THE DATA:
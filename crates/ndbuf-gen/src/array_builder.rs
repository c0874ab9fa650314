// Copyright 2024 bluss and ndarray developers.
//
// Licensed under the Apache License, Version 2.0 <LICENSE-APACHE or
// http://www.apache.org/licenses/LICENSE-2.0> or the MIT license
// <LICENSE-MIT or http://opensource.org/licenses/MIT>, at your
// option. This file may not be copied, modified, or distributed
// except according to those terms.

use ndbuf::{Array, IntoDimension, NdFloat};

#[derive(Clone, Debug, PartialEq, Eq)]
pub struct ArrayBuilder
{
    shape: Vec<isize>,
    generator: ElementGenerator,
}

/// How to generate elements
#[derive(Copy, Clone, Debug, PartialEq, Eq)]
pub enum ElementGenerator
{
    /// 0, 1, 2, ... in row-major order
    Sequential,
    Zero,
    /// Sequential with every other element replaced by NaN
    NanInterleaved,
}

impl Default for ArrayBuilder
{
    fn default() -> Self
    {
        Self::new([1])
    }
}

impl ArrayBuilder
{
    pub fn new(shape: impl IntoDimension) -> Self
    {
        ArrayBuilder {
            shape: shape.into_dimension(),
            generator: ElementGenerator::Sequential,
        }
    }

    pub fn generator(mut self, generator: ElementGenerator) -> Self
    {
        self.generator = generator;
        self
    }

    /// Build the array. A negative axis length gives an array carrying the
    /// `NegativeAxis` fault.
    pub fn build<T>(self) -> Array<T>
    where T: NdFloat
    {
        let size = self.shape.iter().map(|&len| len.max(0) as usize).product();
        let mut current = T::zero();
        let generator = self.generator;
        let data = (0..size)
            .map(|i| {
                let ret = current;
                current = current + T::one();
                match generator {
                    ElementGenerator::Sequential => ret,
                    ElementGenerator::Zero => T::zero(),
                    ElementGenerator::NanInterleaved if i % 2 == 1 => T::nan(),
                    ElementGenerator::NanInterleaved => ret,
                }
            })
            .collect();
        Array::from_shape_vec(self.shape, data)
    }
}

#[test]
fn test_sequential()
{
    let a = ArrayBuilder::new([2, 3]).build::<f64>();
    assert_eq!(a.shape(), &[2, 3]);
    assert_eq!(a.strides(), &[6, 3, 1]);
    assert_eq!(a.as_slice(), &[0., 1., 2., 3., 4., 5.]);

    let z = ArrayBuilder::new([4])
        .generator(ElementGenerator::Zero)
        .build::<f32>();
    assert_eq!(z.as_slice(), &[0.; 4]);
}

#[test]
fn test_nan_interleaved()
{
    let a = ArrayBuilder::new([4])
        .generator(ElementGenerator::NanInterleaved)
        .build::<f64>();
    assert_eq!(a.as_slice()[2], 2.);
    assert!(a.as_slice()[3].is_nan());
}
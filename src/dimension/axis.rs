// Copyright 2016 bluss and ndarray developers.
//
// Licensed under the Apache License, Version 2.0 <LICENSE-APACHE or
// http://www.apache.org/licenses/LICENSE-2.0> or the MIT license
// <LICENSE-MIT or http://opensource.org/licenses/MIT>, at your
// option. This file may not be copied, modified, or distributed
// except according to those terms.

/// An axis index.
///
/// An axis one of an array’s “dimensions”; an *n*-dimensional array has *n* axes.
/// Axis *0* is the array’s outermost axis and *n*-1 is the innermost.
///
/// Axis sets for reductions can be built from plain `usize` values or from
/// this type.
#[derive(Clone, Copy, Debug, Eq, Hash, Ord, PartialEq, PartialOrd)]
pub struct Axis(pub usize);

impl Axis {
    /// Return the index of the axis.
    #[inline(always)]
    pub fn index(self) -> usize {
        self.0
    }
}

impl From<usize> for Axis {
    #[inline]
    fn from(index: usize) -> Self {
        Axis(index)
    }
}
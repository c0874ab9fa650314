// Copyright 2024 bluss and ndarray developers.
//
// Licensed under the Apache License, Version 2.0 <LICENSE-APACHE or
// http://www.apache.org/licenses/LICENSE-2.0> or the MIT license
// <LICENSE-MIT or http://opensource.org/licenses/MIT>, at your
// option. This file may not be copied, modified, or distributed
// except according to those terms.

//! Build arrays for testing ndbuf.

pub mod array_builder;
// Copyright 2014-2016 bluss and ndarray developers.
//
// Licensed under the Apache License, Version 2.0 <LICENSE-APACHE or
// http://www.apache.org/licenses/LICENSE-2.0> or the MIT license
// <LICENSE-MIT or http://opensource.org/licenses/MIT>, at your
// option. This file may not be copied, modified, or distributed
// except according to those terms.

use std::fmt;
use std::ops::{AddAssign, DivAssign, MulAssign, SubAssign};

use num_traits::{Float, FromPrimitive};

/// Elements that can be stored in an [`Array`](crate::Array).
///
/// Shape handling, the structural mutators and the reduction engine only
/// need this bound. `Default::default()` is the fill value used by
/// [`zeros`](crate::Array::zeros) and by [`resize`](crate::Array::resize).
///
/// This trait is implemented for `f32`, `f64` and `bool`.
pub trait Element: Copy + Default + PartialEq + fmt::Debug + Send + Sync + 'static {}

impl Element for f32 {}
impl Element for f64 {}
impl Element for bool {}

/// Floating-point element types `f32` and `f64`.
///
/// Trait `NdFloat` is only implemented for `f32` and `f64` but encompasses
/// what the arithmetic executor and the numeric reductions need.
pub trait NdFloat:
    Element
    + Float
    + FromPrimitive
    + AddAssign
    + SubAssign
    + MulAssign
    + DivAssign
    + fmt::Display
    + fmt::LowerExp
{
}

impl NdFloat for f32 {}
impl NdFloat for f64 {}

--

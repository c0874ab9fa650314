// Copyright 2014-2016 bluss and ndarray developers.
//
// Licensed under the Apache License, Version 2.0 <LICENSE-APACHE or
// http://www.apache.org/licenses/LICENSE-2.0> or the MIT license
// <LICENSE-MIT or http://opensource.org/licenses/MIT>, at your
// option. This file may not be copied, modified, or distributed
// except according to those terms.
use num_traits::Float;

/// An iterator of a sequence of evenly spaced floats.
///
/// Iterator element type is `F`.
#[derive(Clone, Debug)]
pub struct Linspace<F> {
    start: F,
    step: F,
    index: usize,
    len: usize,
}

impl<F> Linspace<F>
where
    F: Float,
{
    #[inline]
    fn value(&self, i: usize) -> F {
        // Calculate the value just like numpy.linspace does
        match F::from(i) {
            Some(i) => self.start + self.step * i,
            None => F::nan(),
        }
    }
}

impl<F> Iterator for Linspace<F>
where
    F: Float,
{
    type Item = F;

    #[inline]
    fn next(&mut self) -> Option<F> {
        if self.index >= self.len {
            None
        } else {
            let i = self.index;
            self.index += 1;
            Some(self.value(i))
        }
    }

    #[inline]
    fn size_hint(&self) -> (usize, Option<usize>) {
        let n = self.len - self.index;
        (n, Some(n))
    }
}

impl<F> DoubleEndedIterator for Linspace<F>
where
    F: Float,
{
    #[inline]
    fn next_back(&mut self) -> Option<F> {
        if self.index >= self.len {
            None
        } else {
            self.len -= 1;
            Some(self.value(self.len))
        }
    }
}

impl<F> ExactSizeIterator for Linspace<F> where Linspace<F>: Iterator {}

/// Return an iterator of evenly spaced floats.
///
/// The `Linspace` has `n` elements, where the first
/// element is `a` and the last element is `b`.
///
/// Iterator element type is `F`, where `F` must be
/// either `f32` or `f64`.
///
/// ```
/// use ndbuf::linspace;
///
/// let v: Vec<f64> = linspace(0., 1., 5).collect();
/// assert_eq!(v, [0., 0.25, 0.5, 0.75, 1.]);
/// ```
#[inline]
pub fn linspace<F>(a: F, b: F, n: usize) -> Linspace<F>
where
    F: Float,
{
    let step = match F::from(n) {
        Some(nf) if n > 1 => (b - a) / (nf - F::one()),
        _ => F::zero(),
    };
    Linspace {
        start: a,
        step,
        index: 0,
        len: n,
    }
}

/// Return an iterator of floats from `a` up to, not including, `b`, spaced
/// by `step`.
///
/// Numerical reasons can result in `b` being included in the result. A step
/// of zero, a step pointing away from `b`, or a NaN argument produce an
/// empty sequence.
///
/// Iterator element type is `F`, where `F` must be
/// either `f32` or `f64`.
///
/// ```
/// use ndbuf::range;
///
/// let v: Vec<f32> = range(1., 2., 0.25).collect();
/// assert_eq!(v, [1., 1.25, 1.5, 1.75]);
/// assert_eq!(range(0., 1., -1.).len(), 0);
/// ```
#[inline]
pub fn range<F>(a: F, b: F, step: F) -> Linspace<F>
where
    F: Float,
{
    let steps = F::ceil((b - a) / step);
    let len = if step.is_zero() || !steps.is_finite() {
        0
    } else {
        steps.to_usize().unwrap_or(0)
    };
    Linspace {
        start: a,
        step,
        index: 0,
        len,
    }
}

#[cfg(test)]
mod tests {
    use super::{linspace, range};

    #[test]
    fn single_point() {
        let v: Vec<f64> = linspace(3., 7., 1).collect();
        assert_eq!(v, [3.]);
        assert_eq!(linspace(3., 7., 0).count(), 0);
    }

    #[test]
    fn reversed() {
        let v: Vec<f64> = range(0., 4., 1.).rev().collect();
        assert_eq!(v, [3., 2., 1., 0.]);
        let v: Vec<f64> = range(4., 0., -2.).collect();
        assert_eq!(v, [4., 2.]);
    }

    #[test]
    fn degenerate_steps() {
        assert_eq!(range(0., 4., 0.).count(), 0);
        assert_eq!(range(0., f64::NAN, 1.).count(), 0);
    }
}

EXERCISE DESCRIPTION: From the listing above, pick out each line where the word "only" appears.

ANSWER SPACE:
/// Shape handling, the structural mutators and the reduction engine only
/// Trait `NdFloat` is only implemented for `f32` and `f64` but encompasses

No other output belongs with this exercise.